Noch einen oben darauf setzen die Großen Gewächse: Der 2015er Silvaner (39 €) betört mit herrlich viel gelber Frucht, ist mineralisch, druckvoll, zeigt auch viel Apfel in der Nase, dies könnte paradoxerweise auch ein Riesling sein. Herrlich verschwenderisch mit Noten von Guave ist der 2013er Silvaner (42 €), hat aber auch straffe Mineralität und eine tolle Säurespur. Dass der 2016er Riesling (39 €) der beste Wein in der Geschichte des Gutes sein soll, ist verständlich: Auch dieser Wein ist herrlich tief, nach Pfirsich duftend, mit viel straffer Mineralität ausgestattet – ein muskulöser Modellathlet, der gleichzeitig aber nicht die Ästhetik und Feinheit vermissen lässt. Der 2013er Riesling (42 €) ist filigran, zeigt Noten von Grapefruit und beeindruckt mit toller Balance. Außerdem trumpft der Wein mit herrlicher Zitrusfrucht auf und ist gleichzeitig ungeheuer mineralisch – er erinnert mich an ein GG von Schäfer-Fröhlich.
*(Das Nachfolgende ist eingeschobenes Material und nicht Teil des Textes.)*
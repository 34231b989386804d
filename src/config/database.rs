//! Database configuration module.
//!
//! This module handles the database connection and table creation using `SeaORM`.
//! Tables are generated from the entity definitions with `Schema::create_table_from_entity`,
//! so the schema always matches the Rust structs. The composite unique and lookup indexes
//! that entity attributes cannot express are added here as well.

use crate::entities::{
    CashbackRequest, Product, ProductAlias, ProductAliasColumn, Receipt, ReceiptItem,
    ReceiptItemColumn, User,
};
use crate::errors::Result;
use sea_orm::sea_query::Index;
use sea_orm::{ConnectionTrait, Database, DatabaseConnection, EntityTrait, Schema};

const DEFAULT_DATABASE_URL: &str = "sqlite://data/receipt_cashback.sqlite?mode=rwc";

/// Gets the database URL from the `DATABASE_URL` environment variable, falling back to a
/// local `SQLite` file.
#[must_use]
pub fn get_database_url() -> String {
    std::env::var("DATABASE_URL").unwrap_or_else(|_| DEFAULT_DATABASE_URL.to_string())
}

/// Establishes a connection to the database named by [`get_database_url`].
pub async fn create_connection() -> Result<DatabaseConnection> {
    Database::connect(&get_database_url())
        .await
        .map_err(Into::into)
}

/// Creates all tables and indexes if they do not exist yet.
///
/// Tables are created parents first so that foreign keys resolve on backends that check
/// them eagerly.
pub async fn create_tables(db: &DatabaseConnection) -> Result<()> {
    let builder = db.get_database_backend();
    let schema = Schema::new(builder);

    create_table(db, &schema, User).await?;
    create_table(db, &schema, Product).await?;
    create_table(db, &schema, ProductAlias).await?;
    create_table(db, &schema, Receipt).await?;
    create_table(db, &schema, ReceiptItem).await?;
    create_table(db, &schema, CashbackRequest).await?;

    let alias_name_unique = Index::create()
        .name("idx_product_aliases_product_name")
        .table(ProductAlias)
        .col(ProductAliasColumn::ProductId)
        .col(ProductAliasColumn::NormalizedName)
        .unique()
        .if_not_exists()
        .to_owned();
    let item_position_unique = Index::create()
        .name("idx_receipt_items_receipt_position")
        .table(ReceiptItem)
        .col(ReceiptItemColumn::ReceiptId)
        .col(ReceiptItemColumn::Position)
        .unique()
        .if_not_exists()
        .to_owned();
    let item_alias_lookup = Index::create()
        .name("idx_receipt_items_product_alias")
        .table(ReceiptItem)
        .col(ReceiptItemColumn::ProductAliasId)
        .if_not_exists()
        .to_owned();

    db.execute(builder.build(&alias_name_unique)).await?;
    db.execute(builder.build(&item_position_unique)).await?;
    db.execute(builder.build(&item_alias_lookup)).await?;

    Ok(())
}

async fn create_table<E>(db: &DatabaseConnection, schema: &Schema, entity: E) -> Result<()>
where
    E: EntityTrait,
{
    let builder = db.get_database_backend();
    let mut table = schema.create_table_from_entity(entity);
    table.if_not_exists();
    db.execute(builder.build(&table)).await?;
    Ok(())
}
Der Wein zeigt nur ganz dezente Petrolnoten, verfügt über wunderschöne straffe Reife, in seinem delikaten Süße-Säure-Spiel erinnert er mich eher an einen Moselwein.

 

 

Dazwischen zwei Toprotweine: Der 2015er MONTONIA Spätburgunder (26 €) unterschied sich auf den ersten Schluck nur wenig vom Erste-Lagen-Spätburgunder, doch dann kam diese herrliche Rauchigkeit und diese Mineralität, die diesen Wein einzigartig machen – kein Fürst oder Huber, doch trotzdem ein Achtungserfolg! Der 2015er Merlot (22 €), 12 Monate im Barrique gelagert, erinnerte mich sofort ans rechte Ufer, genauer gesagt an einen Pomerol: reichhaltig, trotzdem kühl, mit den typischen Pflaumennoten und etwas Kirsche versehen. Da soll noch jemand sagen, in Deutschland sei kein Merlot möglich!

 

 

„Ein restsüßer Wein kann auch ein Menü eröffnen“, sagte Ludwig Knoll bei der Vorstellung der Süßweine in der Schatzkammer des Weinguts. In dieser Deutlichkeit war mir dies nicht bewusst... Zu bewundern gab es eine 2016er Randersackerer Pfülben Riesling Auslese (22 €), die mit Noten von Pfirsich, Rosine und Ananas begeisterte, ja sehr reif wirkte. Die 2011er Stettener Stein Rieslaner Beerenauslese (49 €) hätte man auch statt eines Desserts nehmen können, sie zeigte sich sehr tief, mit konzentrierter Rosine sowie Ananas in der Nase, ja schwelgerisch und zeitlos.

 

 

Da es manche (Top-)Weine schon letztes Jahr zu verkosten gab, konnte man ihre Entwicklung innerhalb eines Jahres begutachten – und diese war schlichtweg phänomenal! Obwohl viele Weine schon jetzt ein Genuss waren, lohnt es sich sicherlich, diesen eine Weile Bedenkzeit zu geben (beim 2016er Riesling GG war ein Trinkfenster bis 2035 angegeben), denn sie sind schlafende Riesen! Ich kann mich noch gut an meinen ersten Knoll-Wein erinnern – den 2009er VINZ Silvaner –, den fand ich schon damals phänomenal mit seiner Mineralität von Meeresbrise, doch die neue Kollektion ist nochmals ein Schritt in Richtung Einzigartigkeit – und dies suchen wir ja als Weinliebhaber: die unverkennbare Handschrift eines Winzers. In diesem Sinne wünsche ich Antonia, Sandra, Vinzenz und Ludwig weiterhin viel Erfolg!